Additionally, marginalized communities are disproportionately incarcerated and have a fraught and tenuous relationship with the healthcare system. Black patients routinely report greater mistrust than White patients in the outcomes of care and the motivations of physicians, in large part due to past and current discrimination and the medical community’s history of experimentation.12 A shackled patient may view a treating physician and hospital as complicit with the practice, rather than seeing the practice as something outside of their control. If a patient’s sole interaction with inpatient medicine involves shackling, it risks damaging whatever fragile physician-patient relationship may exist and could delay or limit care even further.

While the universal application of metal handcuffs or leg cuffs ensures low rates of escape or attacks on workers, it does so at the expense of vulnerable individuals. We have cared for an incarcerated elderly woman arrested for multiple traffic violations, a man with severe autism who slipped through the cracks of mental health diversion protocols and ended up in jail, and an arrested delirious man with severe alcohol withdrawal, all shackled with hard shackles on the wrists, legs, or in the final case, both. Safety and the rights of the vulnerable are not mutually exclusive, and we feel the following measures can protect both.


First, the universal application of shackles in the hospitalized incarcerated patient should end. If no alternative security measures are available for high-risk patients, correctional facilities must document their necessity as physicians and nurses are required to do for medical restraints.
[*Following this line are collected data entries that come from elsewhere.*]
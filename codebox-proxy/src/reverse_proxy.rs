//! HTTP forwarding to container endpoints.
//!
//! Plain requests are streamed through a shared [`reqwest::Client`]. Requests
//! asking for a protocol upgrade (WebSocket, the agent's SSH tunnel) are
//! forwarded with their `Upgrade` header; once the container answers
//! `101 Switching Protocols` both connections are spliced together.

use crate::error::ProxyError;
use axum::body::{Body, HttpBody};
use axum::extract::Request;
use axum::http::header::{self, HeaderMap, HeaderName, HeaderValue};
use axum::http::StatusCode;
use axum::response::Response;
use hyper_util::rt::TokioIo;
use reqwest::Client;
use std::net::IpAddr;
use std::time::Duration;
use tracing::debug;
use url::Url;

/// TLS handshake budget, on top of the configured dial timeout.
pub const TLS_HANDSHAKE_TIMEOUT: Duration = Duration::from_secs(10);

/// Headers that describe a single hop and must not be forwarded.
const HOP_BY_HOP: &[&str] = &[
    "connection",
    "keep-alive",
    "proxy-authenticate",
    "proxy-authorization",
    "te",
    "trailer",
    "transfer-encoding",
    "upgrade",
];

const X_FORWARDED_FOR: HeaderName = HeaderName::from_static("x-forwarded-for");
const X_FORWARDED_PROTO: HeaderName = HeaderName::from_static("x-forwarded-proto");
const X_FORWARDED_HOST: HeaderName = HeaderName::from_static("x-forwarded-host");

/// Transport settings for forwarded requests.
///
/// * `timeout` - dial timeout for upstream connections
/// * `keep_alive` - TCP keep-alive interval on upstream connections
/// * `skip_tls_verify` - accept self-signed certificates, common on
///   development containers
#[derive(Debug, Clone)]
pub struct ProxySettings {
    pub timeout: Duration,
    pub keep_alive: Duration,
    pub skip_tls_verify: bool,
}

impl ProxySettings {
    /// Time allowed to establish an upstream connection.
    ///
    /// reqwest bounds connection setup, TLS included, with a single connect
    /// timeout and has no separate handshake setting, so the handshake
    /// budget is folded into it.
    pub fn connect_budget(&self) -> Duration {
        self.timeout + TLS_HANDSHAKE_TIMEOUT
    }
}

impl Default for ProxySettings {
    fn default() -> Self {
        Self {
            timeout: Duration::from_secs(30),
            keep_alive: Duration::from_secs(30),
            skip_tls_verify: true,
        }
    }
}

/// Builds [`ReverseProxy`] instances that share one connection pool.
#[derive(Clone)]
pub struct ReverseProxyFactory {
    client: Client,
}

impl ReverseProxyFactory {
    pub fn new(settings: &ProxySettings) -> Result<Self, ProxyError> {
        let client = Client::builder()
            .connect_timeout(settings.connect_budget())
            .tcp_keepalive(settings.keep_alive)
            .danger_accept_invalid_certs(settings.skip_tls_verify)
            .redirect(reqwest::redirect::Policy::none())
            .build()
            .map_err(ProxyError::Client)?;

        Ok(Self { client })
    }

    /// A proxy for `target` that stamps `overrides` on every request after
    /// the forwarding headers, replacing any header of the same name.
    pub fn build(&self, target: Url, overrides: HeaderMap) -> ReverseProxy {
        ReverseProxy {
            client: self.client.clone(),
            target,
            overrides,
        }
    }

    /// `http://{address}:{port}/`, bracketing IPv6 addresses.
    pub fn endpoint_url(address: &str, port: u16) -> Result<Url, ProxyError> {
        let host = match address.parse::<IpAddr>() {
            Ok(IpAddr::V6(v6)) => format!("[{v6}]"),
            _ => address.to_string(),
        };
        Url::parse(&format!("http://{host}:{port}/"))
            .map_err(|e| ProxyError::InvalidTarget(format!("{address}:{port}: {e}")))
    }
}

pub struct ReverseProxy {
    client: Client,
    target: Url,
    overrides: HeaderMap,
}

impl ReverseProxy {
    /// Forwards `req` to the target, keeping its path and query, and streams
    /// the upstream response back.
    ///
    /// Upgrade requests keep their `Upgrade` header. When the upstream
    /// switches protocols the 101 is relayed and the two connections are
    /// bridged in a background task until either side closes.
    pub async fn forward(
        &self,
        mut req: Request,
        client_ip: Option<IpAddr>,
    ) -> Result<Response, ProxyError> {
        let upgrade = requested_upgrade(req.headers());
        let client_upgrade = upgrade.is_some().then(|| hyper::upgrade::on(&mut req));

        let (parts, body) = req.into_parts();

        let mut url = self.target.clone();
        url.set_path(parts.uri.path());
        url.set_query(parts.uri.query());

        let original_host = parts
            .headers
            .get(header::HOST)
            .cloned()
            .or_else(|| {
                parts
                    .uri
                    .authority()
                    .and_then(|a| HeaderValue::from_str(a.as_str()).ok())
            });
        let proto = parts
            .headers
            .get(&X_FORWARDED_PROTO)
            .cloned()
            .unwrap_or_else(|| HeaderValue::from_static("http"));

        let mut headers = parts.headers;
        strip_hop_by_hop(&mut headers);
        headers.remove(header::HOST);
        if let Some(protocol) = &upgrade {
            headers.insert(header::CONNECTION, HeaderValue::from_static("upgrade"));
            headers.insert(header::UPGRADE, protocol.clone());
        }

        if let Some(ip) = client_ip {
            if let Ok(value) = HeaderValue::from_str(&ip.to_string()) {
                headers.insert(X_FORWARDED_FOR, value);
            }
        }
        headers.insert(X_FORWARDED_PROTO, proto);
        if let Some(host) = original_host {
            headers.insert(X_FORWARDED_HOST, host);
        }

        for name in self.overrides.keys() {
            headers.remove(name);
        }
        for (name, value) in &self.overrides {
            headers.append(name.clone(), value.clone());
        }

        debug!(method = %parts.method, url = %url, upgrade = upgrade.is_some(), "forwarding request");

        let mut upstream = self.client.request(parts.method, url).headers(headers);
        if body.size_hint().exact() != Some(0) {
            upstream = upstream.body(reqwest::Body::wrap_stream(body.into_data_stream()));
        }
        let upstream = upstream.send().await?;

        if upstream.status() == StatusCode::SWITCHING_PROTOCOLS {
            if let Some(client_upgrade) = client_upgrade {
                return switch_protocols(upstream, client_upgrade).await;
            }
        }

        let mut response = axum::http::Response::builder().status(upstream.status());
        if let Some(response_headers) = response.headers_mut() {
            for (name, value) in upstream.headers() {
                response_headers.append(name.clone(), value.clone());
            }
            strip_hop_by_hop(response_headers);
        }

        response
            .body(Body::from_stream(upstream.bytes_stream()))
            .map_err(|e| ProxyError::InvalidTarget(e.to_string()))
    }
}

/// The protocol a request asks to switch to, when it carries both
/// `Connection: upgrade` and an `Upgrade` header.
fn requested_upgrade(headers: &HeaderMap) -> Option<HeaderValue> {
    let wants_upgrade = headers
        .get_all(header::CONNECTION)
        .iter()
        .filter_map(|v| v.to_str().ok())
        .flat_map(|v| v.split(','))
        .any(|token| token.trim().eq_ignore_ascii_case("upgrade"));
    if !wants_upgrade {
        return None;
    }
    headers.get(header::UPGRADE).cloned()
}

/// Relays the upstream's 101 and splices the upgraded connections.
async fn switch_protocols(
    upstream: reqwest::Response,
    client_upgrade: hyper::upgrade::OnUpgrade,
) -> Result<Response, ProxyError> {
    let mut response = axum::http::Response::builder().status(StatusCode::SWITCHING_PROTOCOLS);
    if let Some(response_headers) = response.headers_mut() {
        for (name, value) in upstream.headers() {
            response_headers.append(name.clone(), value.clone());
        }
    }
    let response = response
        .body(Body::empty())
        .map_err(|e| ProxyError::InvalidTarget(e.to_string()))?;

    let mut upstream_io = upstream.upgrade().await?;

    // The client side completes only after the 101 has been written out.
    tokio::spawn(async move {
        let client_io = match client_upgrade.await {
            Ok(io) => io,
            Err(e) => {
                debug!(error = %e, "client upgrade failed");
                return;
            }
        };
        let mut client_io = TokioIo::new(client_io);
        match tokio::io::copy_bidirectional(&mut client_io, &mut upstream_io).await {
            Ok((sent, received)) => debug!(sent, received, "upgraded connection closed"),
            Err(e) => debug!(error = %e, "upgraded connection ended"),
        }
    });

    Ok(response)
}

fn strip_hop_by_hop(headers: &mut HeaderMap) {
    for name in HOP_BY_HOP {
        headers.remove(*name);
    }
}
Hospitals should have processes in place for providers who feel unsafe with an unshackled patient or think a patient is unnecessarily shackled, and collegial discussions about shackling with law enforcement should be the norm. If safe to do so, shackles should routinely be removed for physical exams without question. Since law enforcement officials, rather than the hospitals, make the rules for shackling, this will take some degree of physician and administrative advocacy at the hospital level and legislative advocacy at the local and state levels.

Second, vulnerable populations, such as the elderly, those experiencing a mental health crisis, or others at risk for in-hospital delirium, should never be restrained with hard law enforcement cuffs. Restraint procedures should follow standard medical restraint procedures, and soft restraints should be used if at all possible. Given the high rates of psychiatric illness amongst the incarcerated and the role jails play in filling gaps in psychiatric care, medical admissions for those with mental illness are not rare occasions.

Finally, hospitals routinely taking care of an incarcerated population should seek to build secure units, a move that would dramatically reduce the need for shackling. In several cities, the primary referral hospitals for some of the largest jails in the country do not have units with the proper security to allow for freedom of movement, and thus, shackling persists. Creating secure units will take significant investment on the part of hospital and local authorities, but there is potential for decreasing costs due to consolidating supervision, which would lead to better patient outcomes given the above risks.

Advocating for the health of the incarcerated, even those who have not yet been convicted, is typically not a high priority for the general public. As inpatient physicians, we see the impact universal shackling has on some of our most vulnerable patients and should be their voice where they have none. Advocating for and implementing the above procedures will be a step toward improving patient care while maintaining safety.